# Paphs/Phrags: When to Water, When to Fertilize



## NeoNJ (Dec 1, 2011)

Is it assumed that watering weekly is the protocol? Just checking. 
This time of year, especially with my Phrags, I tend to always make sure
they are "wet". I've read that leaf tip burn is a result of ensuring that there are no dry periods (and not a result of to much fertilizer).

It's the "Fertilizer" issue that is my concern with my Phrags. Do I fertilize weakly-weekly, or fertilize 1x per month?


----------



## eOrchids (Dec 2, 2011)

I water once a week throughout the year.

Between Spring to Fall, I fertilize twice a month. During Winter, I fertilize once a month.


----------



## Ray (Dec 2, 2011)

I find that if I flush frequently and thoroughly, they thrive.

I don't know the exact TDS, but using MSU RO at 125 ppm N, it's somewhere in the 750-850 ppm, and even at that, the phrags are good.


----------



## Erythrone (Dec 2, 2011)

Water: weekly for most of my Phrags. Every 2 to 3 days for Phrags in small pots. This is the schedule for winter... and summer.... but in summer there is water in the saucer!

Actually I water when the mix begin to dry on the top in cooler months because I am afraid of rot. I water when the plant needs it. In fact that means weekly for most of my Phrags. And every 2 to 3 days for Phrags in small pots.

Fertilizer: every watering. 75 to 100 pmm N.


----------



## Shiva (Dec 2, 2011)

My potting medium is very porous and dries quickly, so I water every two to three days with water at about 20 ppm. Phrags klotztcheanum and kovachii are watered twice a day with pure water. The largest pots can go for a week. I used to fertilize weakly with every watering but I now fertilize every sunday with about a 100 ppm.


----------



## Rick (Dec 2, 2011)

Most of my phrags are in some kind of semi hydro like system that stays pretty much constantly wet. The others are in baskets which get watered just about every day.

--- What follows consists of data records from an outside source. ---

//! Cell-selection strategies
//!
//! A heuristic decides which undecided cell collapses next. Entropy-based
//! variants subscribe to the grid's domain-change events (drained to them by
//! the generator between steps) and maintain shadow bookkeeping, a derived
//! index over the grid's domains rather than the source of truth.

/// Discretized entropy buckets with lazy deletion
pub mod bucket;
/// Full-scan minimum Shannon entropy
pub mod entropy;
/// Priority-queue minimum entropy with lazy deletion
pub mod heap;
/// First undecided cell in row-major order
pub mod scanline;

pub use bucket::MinEntropyBucketHeuristic;
pub use entropy::MinEntropyHeuristic;
pub use heap::MinEntropyHeapHeuristic;
pub use scanline::ScanlineHeuristic;

use crate::io::configuration::WEIGHT_EPSILON;
use crate::model::Model;
use crate::spatial::wave::WaveGrid;

/// Strategy for choosing the next cell to collapse
///
/// A heuristic is re-initialized against a fresh grid for every generation
/// attempt; no state crosses attempts. Cells with an empty domain are never
/// selectable; contradictions are the propagator's to surface.
pub trait Heuristic {
    /// Seed shadow bookkeeping from the grid's starting domains
    ///
    /// Called after the grid's initial domains (including boundary pruning)
    /// are in place.
    fn initialize(&mut self, _grid: &WaveGrid, _model: &dyn Model, _seed: u64) {}

    /// Choose the next undecided cell, or `None` when every cell is decided
    fn pick_next_cell(&mut self, grid: &WaveGrid) -> Option<usize>;

    /// Domain-change notification: `state` was removed from `cell_id`
    fn on_banned(&mut self, _cell_id: usize, _state: usize) {}

    /// Domain-change notification: `cell_id` collapsed to `state`
    fn on_observed(&mut self, _cell_id: usize, _state: usize) {}
}

/// Per-state `w` and `w·ln w` tables shared by the entropy heuristics
#[derive(Debug, Default)]
pub(crate) struct StateTables {
    pub weights: Vec<f64>,
    pub wlw: Vec<f64>,
    pub total_weight: f64,
    pub total_wlw: f64,
}

impl StateTables {
    /// Precompute per-state weight and `w·ln w` from the model
    pub fn from_model(model: &dyn Model) -> Self {
        let state_count = model.state_count();
        let mut weights = Vec::with_capacity(state_count);
        let mut wlw = Vec::with_capacity(state_count);
        let mut total_weight = 0.0;
        let mut total_wlw = 0.0;
        for state in 0..state_count {
            let w = model.weight(state);
            // Zero-weight states would produce NaN from ln(0)
            let product = if w > WEIGHT_EPSILON { w * w.ln() } else { 0.0 };
            weights.push(w);
            wlw.push(product);
            total_weight += w;
            total_wlw += product;
        }
        Self {
            weights,
            wlw,
            total_weight,
            total_wlw,
        }
    }
}

/// Shannon entropy from a cell's summed weight and summed `w·ln w`
///
/// `H = ln(sum_w) - sum_wlw / sum_w`, the entropy of the weight-normalized
/// distribution over the still-possible states.
pub(crate) fn shannon_entropy(sum_weights: f64, sum_wlw: f64) -> f64 {
    sum_weights.ln() - sum_wlw / sum_weights
}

Feeding for me is pretty much weekly (Sunday), but in winter I will skip on cloudy days and cut to maybe 1/2 of what I do in the summer. So its definitely less feeding in cooler cloudier times, but can't say exactly how much less.

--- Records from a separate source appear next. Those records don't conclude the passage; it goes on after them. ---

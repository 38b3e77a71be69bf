//! Tests for algorithm constants

#[cfg(test)]
mod tests {

    use crate::io::configuration::{
        DEFAULT_MAX_ATTEMPTS, DEFAULT_PATTERN_SIZE, ENTROPY_BUCKET_COUNT, ENTROPY_NOISE_HEAP,
        ENTROPY_NOISE_SCAN, SCORE_MATCH_EPSILON, WEIGHT_EPSILON,
    };

    // Tests tie-breaking noise stays far below real entropy differences
    #[test]
    fn test_noise_scales_are_small() {
        assert!(ENTROPY_NOISE_SCAN < 1e-2);
        assert!(ENTROPY_NOISE_HEAP < ENTROPY_NOISE_SCAN);
        assert!(SCORE_MATCH_EPSILON < ENTROPY_NOISE_HEAP);
    }

    // Tests clamping tolerance is tighter than any real weight
    #[test]
    fn test_weight_epsilon_below_unit_weight() {
        assert!(WEIGHT_EPSILON < 1.0);
        assert!(WEIGHT_EPSILON > 0.0);
    }

    // Tests defaults are usable without further configuration
    #[test]
    fn test_defaults_are_sane() {
        assert!(DEFAULT_PATTERN_SIZE >= 1);
        assert!(DEFAULT_MAX_ATTEMPTS >= 1);
        assert!(ENTROPY_BUCKET_COUNT >= 2);
    }
}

I've found that the leaf tip burn is more closely linked to excess K and not dryness. If you are using straight RO water, try cutting it with some of your tap water to get some Ca/Mg back into the system.

I keep my paphs dryer, but thats a relative term also. In regular pots, they may get a heavy watering once a week, but usually get misted every day. I've moved a lot of my paphs into baskets which I can wet down pretty good every few days.


----------



## quaker (Feb 2, 2012)

My phrags are watered continualy by a drip method which they seem to enjoy. The beauty about this system is that you don't have to worry about stagnancy in the mix be it bark,sphagnum,rock or charcoal etc. I fertilize them just twice per year with blood and bone meal which they also seem to like. I think that you should try various methods and stick to the one that you find does best for you.

Ed


----------



## Marc (Feb 2, 2012)

I water when my plants need it, of course I don't do this on an individual basis but I know that my plants in small pots dry out faster then the ones in the big pots.

Also because I'm not able to control temperature as much as I would like it I tend to water less in the winter because my plants are in a a room were I'm glad when the temperature stays at 15C when it's freezing outside.


----------



## SlipperFan (Feb 2, 2012)

My Phrags are watered 2x a week in the cooler months, and at least that often when it's warmer. It gets pretty humid in the summer months, so I don't usually have to water them more than twice a week, unless it gets really hot in the greenhouse.


----------